Return Air Adequacy Guide

Why Your New AC Needs More Return Air Than Your Old One

What Is Return Air – and Why Does It Matter?
Your AC system works like a pair of lungs. Supply vents blow air out, and return vents pull air back in so the system can cool it again. If the system can’t pull in enough air, it can’t push out enough cool air.

Why Older Systems Seemed to Work Fine
Older systems had looser coils, weaker blowers, and lower filtration. They could muscle through bad ductwork. New systems are efficient but require proper airflow.

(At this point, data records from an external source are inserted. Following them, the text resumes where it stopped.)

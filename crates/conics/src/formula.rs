//! Small adapters shared by the formula tables of this crate.

use orbital_bodies::Body;
use orbital_core::numeric;
use orbital_core::{Decimal, Quantity};
use orbital_solver::{Derived, FormulaError, Knowns, Params};
use serde::Serializer;

use crate::OrbitError;

pub(crate) fn some(value: Decimal) -> Derived {
    Ok(Some(value))
}

/// Eccentricities are rounded before they are fed to later formulas.
pub(crate) fn eccentricity(value: Decimal) -> Derived {
    Ok(Some(numeric::round_eccentricity(value)))
}

pub(crate) fn float(p: &Params, name: &'static str) -> Result<f64, FormulaError> {
    Ok(numeric::to_f64(p.value(name)?))
}

pub(crate) fn from_float(value: f64) -> Derived {
    Ok(Some(numeric::from_f64(value)?))
}

/// Value of a branch selector: `Some(value)` when the `inward` flag matches.
pub(crate) fn when_inward(
    p: &Params,
    inward: bool,
    value: impl FnOnce() -> Result<Decimal, FormulaError>,
) -> Derived {
    if p.flag("inward")? == inward {
        value().map(Some)
    } else {
        Ok(None)
    }
}

/// Seed a body property unless the caller supplied the parameter already.
/// Unknown (`NaN`) properties are skipped.
pub(crate) fn seed(knowns: &mut Knowns, name: &str, value: Option<f64>) -> Result<(), OrbitError> {
    if let Some(value) = value {
        let value = numeric::from_f64(value)
            .map_err(|err| OrbitError::InvalidGeometry(format!("{name}: {err}")))?;
        knowns.seed(name, value);
    }
    Ok(())
}

pub(crate) fn body_name<S: Serializer>(body: &&Body, serializer: S) -> Result<S::Ok, S::Error> {
    serializer.serialize_str(&body.name)
}

pub(crate) fn optional_body_name<S: Serializer>(
    body: &Option<&Body>,
    serializer: S,
) -> Result<S::Ok, S::Error> {
    match body {
        Some(body) => serializer.serialize_some(&body.name),
        None => serializer.serialize_none(),
    }
}

pub(crate) fn is_positive(quantity: &Quantity) -> bool {
    quantity.value > Decimal::ZERO
}
//! Ascent from the surface into a circular parking orbit.

use orbital_bodies::Body;
use orbital_conics::{Ellipse, OrbitError};
use orbital_core::Quantity;
use orbital_core::numeric::add;
use orbital_core::units::KM_S;
use rust_decimal::Decimal;
use serde::Serialize;

#[derive(Debug, Clone, Serialize)]
pub struct AscentPlan<'a> {
    pub parking_orbit: Ellipse<'a>,
    pub orbital_speed: Quantity,
    pub losses: Quantity,
    pub delta_v: Quantity,
}

/// Orbital speed of the parking orbit plus gravity and drag losses.
pub fn plan_ascent(
    origin: &Body,
    altitude_km: Decimal,
    losses_km_s: Decimal,
) -> Result<AscentPlan<'_>, OrbitError> {
    let parking_orbit = Ellipse::circular(origin, altitude_km)?;
    let orbital_speed = parking_orbit.vp;
    Ok(AscentPlan {
        parking_orbit,
        orbital_speed,
        losses: Quantity::new(losses_km_s, KM_S),
        delta_v: Quantity::new(add(orbital_speed.value, losses_km_s)?, KM_S),
    })
}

A Simple Example: Why Your Current Return Is Too Small
Common setup: one 20×25 return and one 12×12 return. Using the rule: grille area x 2 ~ CFM. 20×25 = 500 sq in -> 1000 CFM. 12×12 = 144 sq in -> 288 CFM. Total ~ 1288 CFM. A 5-ton system needs ~2000 CFM. The system is short by 700+ CFM.

What Happens When Return Air Is Undersized
Hot/cold spots, humidity issues, long run times, noise, reduced cooling, higher bills.

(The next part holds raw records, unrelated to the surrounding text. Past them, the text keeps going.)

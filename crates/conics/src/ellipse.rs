//! Closed elliptical orbits (`0 ≤ ε < 1`).

use std::f64::consts::TAU;
use std::sync::LazyLock;

use log::info;
use orbital_bodies::Body;
use orbital_core::numeric::{add, div, mul, sqrt, sub};
use orbital_core::units::{DIMENSIONLESS, KM, KM3_S2, KM_S, SECONDS};
use orbital_core::{Decimal, Quantity};
use orbital_solver::{Derivation, Derived, FormulaTable, Knowns, Params, Step, solve};
use serde::Serialize;

use crate::OrbitError;
use crate::common::{apsis_speed, eccentricity_from_radii};
use crate::formula::{body_name, eccentricity, float, from_float, seed, some};

static TABLE: LazyLock<FormulaTable> = LazyLock::new(|| {
    FormulaTable::new()
        .param("mu", KM3_S2, "gravitational parameter of the central body", [])
        .param(
            "ra",
            KM,
            "apoapsis radius",
            [
                Derivation::new("ra = a + e", &["a", "e"], ra_from_a_e),
                Derivation::new("ra = a(1 + ε)", &["a", "epsilon"], ra_from_a_epsilon),
                Derivation::new("ra = p / (1 − ε)", &["p", "epsilon"], ra_from_p_epsilon),
                Derivation::new("ra = 2a − rp", &["a", "rp"], ra_from_a_rp),
            ],
        )
        .param(
            "rp",
            KM,
            "periapsis radius",
            [
                Derivation::new("rp = a(1 − ε)", &["a", "epsilon"], rp_from_a_epsilon),
                Derivation::new("rp = 2a − ra", &["a", "ra"], rp_from_a_ra),
                Derivation::new("rp = p / (1 + ε)", &["p", "epsilon"], rp_from_p_epsilon),
            ],
        )
        .param(
            "epsilon",
            DIMENSIONLESS,
            "numerical eccentricity",
            [
                Derivation::new("ε = e / a", &["e", "a"], epsilon_from_e_a),
                Derivation::new("ε = (ra − rp) / (ra + rp)", &["ra", "rp"], epsilon_from_radii),
                Derivation::new("ε = √(1 − p / a)", &["p", "a"], epsilon_from_p_a),
                Derivation::new("ε = p / rp − 1", &["p", "rp"], epsilon_from_p_rp),
                Derivation::new("ε = 1 − p / ra", &["p", "ra"], epsilon_from_p_ra),
            ],
        )
        .param(
            "p",
            KM,
            "semi-latus rectum",
            [
                Derivation::new("p = rp(1 + ε)", &["rp", "epsilon"], p_from_rp_epsilon),
                Derivation::new("p = ra(1 − ε)", &["ra", "epsilon"], p_from_ra_epsilon),
                Derivation::new("p = a(1 − ε²)", &["a", "epsilon"], p_from_a_epsilon),
            ],
        )
        .param(
            "a",
            KM,
            "semi-major axis",
            [
                Derivation::new("a = (ra + rp) / 2", &["ra", "rp"], a_from_radii),
                Derivation::new("a = p / (1 − ε²)", &["p", "epsilon"], a_from_p_epsilon),
                Derivation::new("a = ∛(mu (T / 2π)²)", &["mu", "period"], a_from_period),
            ],
        )
        .param(
            "b",
            KM,
            "semi-minor axis",
            [
                Derivation::new("b = √(a² − e²)", &["a", "e"], b_from_a_e),
                Derivation::new("b = √(a p)", &["a", "p"], b_from_a_p),
            ],
        )
        .param(
            "e",
            KM,
            "linear eccentricity",
            [
                Derivation::new("e = a − rp", &["a", "rp"], e_from_a_rp),
                Derivation::new("e = a ε", &["a", "epsilon"], e_from_a_epsilon),
                Derivation::new("e = √(a² − b²)", &["a", "b"], e_from_a_b),
            ],
        )
        .param(
            "vp",
            KM_S,
            "speed at periapsis",
            [
                Derivation::new("vp = √(mu (2/rp + (ε² − 1)/p))", &["mu", "rp", "epsilon", "p"], vp_from_p),
                Derivation::new("vp = √(2 mu (1/rp − 1/(rp + ra)))", &["mu", "rp", "ra"], vp_from_radii),
            ],
        )
        .param(
            "va",
            KM_S,
            "speed at apoapsis",
            [
                Derivation::new("va = √(mu (2/ra + (ε² − 1)/p))", &["mu", "ra", "epsilon", "p"], va_from_p),
                Derivation::new("va = √(2 mu (1/ra − 1/(ra + rp)))", &["mu", "ra", "rp"], va_from_radii),
            ],
        )
        .param(
            "period",
            SECONDS,
            "orbital period",
            [Derivation::new("T = 2π √(a³ / mu)", &["a", "mu"], period_from_a)],
        )
});

/// Formula table shared by every elliptical entity.
pub fn table() -> &'static FormulaTable {
    &TABLE
}

fn ra_from_a_e(p: &Params) -> Derived {
    some(add(p.value("a")?, p.value("e")?)?)
}

fn ra_from_a_epsilon(p: &Params) -> Derived {
    some(mul(p.value("a")?, add(Decimal::ONE, p.value("epsilon")?)?)?)
}

fn ra_from_p_epsilon(p: &Params) -> Derived {
    some(div(p.value("p")?, sub(Decimal::ONE, p.value("epsilon")?)?)?)
}

fn ra_from_a_rp(p: &Params) -> Derived {
    some(sub(mul(Decimal::TWO, p.value("a")?)?, p.value("rp")?)?)
}

fn rp_from_a_epsilon(p: &Params) -> Derived {
    some(mul(p.value("a")?, sub(Decimal::ONE, p.value("epsilon")?)?)?)
}

fn rp_from_a_ra(p: &Params) -> Derived {
    some(sub(mul(Decimal::TWO, p.value("a")?)?, p.value("ra")?)?)
}

fn rp_from_p_epsilon(p: &Params) -> Derived {
    some(div(p.value("p")?, add(Decimal::ONE, p.value("epsilon")?)?)?)
}

fn epsilon_from_e_a(p: &Params) -> Derived {
    eccentricity(div(p.value("e")?, p.value("a")?)?)
}

fn epsilon_from_radii(p: &Params) -> Derived {
    some(eccentricity_from_radii(p.value("ra")?, p.value("rp")?)?)
}

fn epsilon_from_p_a(p: &Params) -> Derived {
    eccentricity(sqrt(sub(Decimal::ONE, div(p.value("p")?, p.value("a")?)?)?)?)
}

fn epsilon_from_p_rp(p: &Params) -> Derived {
    eccentricity(sub(div(p.value("p")?, p.value("rp")?)?, Decimal::ONE)?)
}

fn epsilon_from_p_ra(p: &Params) -> Derived {
    eccentricity(sub(Decimal::ONE, div(p.value("p")?, p.value("ra")?)?)?)
}

fn p_from_rp_epsilon(p: &Params) -> Derived {
    some(mul(p.value("rp")?, add(Decimal::ONE, p.value("epsilon")?)?)?)
}

fn p_from_ra_epsilon(p: &Params) -> Derived {
    some(mul(p.value("ra")?, sub(Decimal::ONE, p.value("epsilon")?)?)?)
}

fn p_from_a_epsilon(p: &Params) -> Derived {
    let epsilon = p.value("epsilon")?;
    some(mul(p.value("a")?, sub(Decimal::ONE, mul(epsilon, epsilon)?)?)?)
}

fn a_from_radii(p: &Params) -> Derived {
    some(div(add(p.value("ra")?, p.value("rp")?)?, Decimal::TWO)?)
}

fn a_from_p_epsilon(p: &Params) -> Derived {
    let epsilon = p.value("epsilon")?;
    some(div(p.value("p")?, sub(Decimal::ONE, mul(epsilon, epsilon)?)?)?)
}

// mu (T/2π)² leaves the decimal range for outer-planet periods.
fn a_from_period(p: &Params) -> Derived {
    let mu = float(p, "mu")?;
    let period = float(p, "period")?;
    from_float((mu * (period / TAU).powi(2)).cbrt())
}

fn b_from_a_e(p: &Params) -> Derived {
    let a = p.value("a")?;
    let e = p.value("e")?;
    some(sqrt(sub(mul(a, a)?, mul(e, e)?)?)?)
}

fn b_from_a_p(p: &Params) -> Derived {
    some(sqrt(mul(p.value("a")?, p.value("p")?)?)?)
}

fn e_from_a_rp(p: &Params) -> Derived {
    some(sub(p.value("a")?, p.value("rp")?)?)
}

fn e_from_a_epsilon(p: &Params) -> Derived {
    some(mul(p.value("a")?, p.value("epsilon")?)?)
}

fn e_from_a_b(p: &Params) -> Derived {
    let a = p.value("a")?;
    let b = p.value("b")?;
    some(sqrt(sub(mul(a, a)?, mul(b, b)?)?)?)
}

fn vp_from_p(p: &Params) -> Derived {
    some(apsis_speed(
        p.value("mu")?,
        p.value("rp")?,
        p.value("epsilon")?,
        p.value("p")?,
    )?)
}

fn va_from_p(p: &Params) -> Derived {
    some(apsis_speed(
        p.value("mu")?,
        p.value("ra")?,
        p.value("epsilon")?,
        p.value("p")?,
    )?)
}

fn vp_from_radii(p: &Params) -> Derived {
    some(speed_from_radii(p.value("mu")?, p.value("rp")?, p.value("ra")?)?)
}

fn va_from_radii(p: &Params) -> Derived {
    some(speed_from_radii(p.value("mu")?, p.value("ra")?, p.value("rp")?)?)
}

/// `√(2 mu (1/r − 1/(r + r_other)))` at apsis `r`.
fn speed_from_radii(mu: Decimal, r: Decimal, other: Decimal) -> Result<Decimal, orbital_core::NumericError> {
    let inverse = sub(div(Decimal::ONE, r)?, div(Decimal::ONE, add(r, other)?)?)?;
    sqrt(mul(mul(Decimal::TWO, mu)?, inverse)?)
}

fn period_from_a(p: &Params) -> Derived {
    let a = float(p, "a")?;
    let mu = float(p, "mu")?;
    from_float(TAU * (a.powi(3) / mu).sqrt())
}

/// A closed orbit around `central`.
#[derive(Debug, Clone, Serialize)]
pub struct Ellipse<'a> {
    #[serde(serialize_with = "body_name")]
    pub central: &'a Body,
    pub mu: Quantity,
    pub ra: Quantity,
    pub rp: Quantity,
    pub epsilon: Quantity,
    pub p: Quantity,
    pub a: Quantity,
    pub b: Quantity,
    pub e: Quantity,
    pub vp: Quantity,
    pub va: Quantity,
    pub period: Quantity,
    #[serde(skip)]
    trace: Vec<Step>,
}

impl<'a> Ellipse<'a> {
    /// Solve an ellipse around `central` from the given parameters; `mu`
    /// defaults to the body's gravitational parameter.
    pub fn new(central: &'a Body, mut knowns: Knowns) -> Result<Self, OrbitError> {
        seed(&mut knowns, "mu", central.mu())?;
        let given = knowns.resolve(table())?;
        let solution = solve(table(), given)?;
        let ellipse = Self {
            central,
            mu: solution.take("mu")?,
            ra: solution.take("ra")?,
            rp: solution.take("rp")?,
            epsilon: solution.take("epsilon")?,
            p: solution.take("p")?,
            a: solution.take("a")?,
            b: solution.take("b")?,
            e: solution.take("e")?,
            vp: solution.take("vp")?,
            va: solution.take("va")?,
            period: solution.take("period")?,
            trace: solution.trace,
        };
        ellipse.check()?;
        info!(
            "ellipse around {}: rp = {}, ra = {}, ε = {:.6}",
            central.name, ellipse.rp, ellipse.ra, ellipse.epsilon
        );
        Ok(ellipse)
    }

    /// Circular orbit `altitude` above the surface of `central`.
    pub fn circular(central: &'a Body, altitude: Decimal) -> Result<Self, OrbitError> {
        let radius = orbital_core::numeric::from_f64(central.radius_km)
            .and_then(|radius| add(radius, altitude))
            .map_err(|err| OrbitError::InvalidGeometry(format!("radius of {}: {err}", central.name)))?;
        Self::new(
            central,
            Knowns::new().with("ra", radius).with("rp", radius),
        )
    }

    pub fn trace(&self) -> &[Step] {
        &self.trace
    }

    fn check(&self) -> Result<(), OrbitError> {
        check_closed(&self.epsilon, &self.rp, &self.ra)
    }
}

/// `0 ≤ ε < 1` and `0 < rp ≤ ra`.
pub(crate) fn check_closed(epsilon: &Quantity, rp: &Quantity, ra: &Quantity) -> Result<(), OrbitError> {
    if epsilon.value < Decimal::ZERO || epsilon.value >= Decimal::ONE {
        return Err(OrbitError::InvalidGeometry(format!(
            "eccentricity {epsilon} is not elliptical"
        )));
    }
    if rp.value <= Decimal::ZERO || rp.value > ra.value {
        return Err(OrbitError::InvalidGeometry(format!(
            "periapsis {rp} must be positive and not exceed apoapsis {ra}"
        )));
    }
    Ok(())
}

#[cfg(test)]
mod tests {
    use super::*;
    use approx::assert_relative_eq;
    use orbital_bodies::lookup;
    use orbital_core::numeric::to_f64;
    use rust_decimal_macros::dec;

    #[test]
    fn table_is_consistent() {
        table().validate().unwrap();
    }

    #[test]
    fn geostationary_transfer_orbit() {
        let earth = lookup("erde").unwrap();
        let gto = Ellipse::new(
            earth,
            Knowns::new().with("ra", dec!(42164)).with("rp", dec!(6578)),
        )
        .unwrap();
        assert_eq!(gto.a.value, dec!(24371));
        assert_relative_eq!(to_f64(gto.epsilon.value), 0.730089, epsilon = 1e-6);
        assert_relative_eq!(to_f64(gto.vp.value), 10.239, epsilon = 1e-3);
        assert_relative_eq!(to_f64(gto.va.value), 1.597, epsilon = 1e-3);
        assert_relative_eq!(to_f64(gto.period.value) / 3600.0, 10.52, epsilon = 0.02);
    }

    #[test]
    fn circular_orbit_has_zero_eccentricity() {
        let earth = lookup("earth").unwrap();
        let leo = Ellipse::circular(earth, dec!(200)).unwrap();
        assert_eq!(leo.epsilon.value, Decimal::ZERO);
        assert_eq!(leo.p.value, dec!(6578));
        assert_relative_eq!(to_f64(leo.vp.value), 7.784, epsilon = 1e-3);
        assert_eq!(leo.vp, leo.va);
    }

    #[test]
    fn rejects_periapsis_above_apoapsis() {
        let earth = lookup("earth").unwrap();
        let err = Ellipse::new(
            earth,
            Knowns::new().with("ra", dec!(6578)).with("rp", dec!(42164)),
        )
        .unwrap_err();
        assert!(matches!(err, OrbitError::InvalidGeometry(_)));
    }

    #[test]
    fn trace_starts_with_given_values() {
        let earth = lookup("earth").unwrap();
        let leo = Ellipse::circular(earth, dec!(200)).unwrap();
        assert!(matches!(leo.trace()[0], Step::Given { .. }));
        assert_eq!(leo.trace().len(), table().len());
    }

    #[test]
    fn eccentricity_from_semi_latus_rectum_and_one_apsis() {
        let earth = lookup("earth").unwrap();
        let from_rp = Ellipse::new(
            earth,
            Knowns::new().with("rp", dec!(6578)).with("p", dec!(11380)),
        )
        .unwrap();
        assert_relative_eq!(to_f64(from_rp.epsilon.value), 0.730009, epsilon = 1e-6);
        assert_relative_eq!(to_f64(from_rp.ra.value), 42149.6, epsilon = 0.1);

        let from_ra = Ellipse::new(
            earth,
            Knowns::new().with("ra", dec!(42164)).with("p", dec!(11380)),
        )
        .unwrap();
        assert_relative_eq!(to_f64(from_ra.epsilon.value), 0.730101, epsilon = 1e-6);
        assert_relative_eq!(to_f64(from_ra.rp.value), 6577.6, epsilon = 0.1);
    }

    #[test]
    fn semi_minor_axis_fixes_linear_eccentricity() {
        let earth = lookup("earth").unwrap();
        let gto = Ellipse::new(
            earth,
            Knowns::new().with("a", dec!(24371)).with("b", dec!(16653.9722)),
        )
        .unwrap();
        assert_relative_eq!(to_f64(gto.e.value), 17793.0, epsilon = 0.01);
        assert_relative_eq!(to_f64(gto.rp.value), 6578.0, epsilon = 0.01);
        assert_relative_eq!(to_f64(gto.ra.value), 42164.0, epsilon = 0.01);
    }

    #[test]
    fn oversized_radii_are_an_error() {
        let earth = lookup("earth").unwrap();
        let err = Ellipse::new(
            earth,
            Knowns::new()
                .with("ra", dec!(50000000000000000000000000000))
                .with("rp", dec!(40000000000000000000000000000)),
        )
        .unwrap_err();
        assert!(matches!(
            err,
            OrbitError::Solve(orbital_solver::SolveError::Formula { .. }) | OrbitError::Numeric(_)
        ));
    }
}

The Fix: Give the System the Airflow It Was Designed For
Add return vents, upsize existing returns, ensure proper airflow. Improves cooling, humidity, noise, efficiency, and lifespan.

Analogy
Your old AC was like an old pickup truck. Your new AC is like a modern turbo engine. It’s efficient, but it needs to breathe. Right now, your system is trying to inhale through a straw.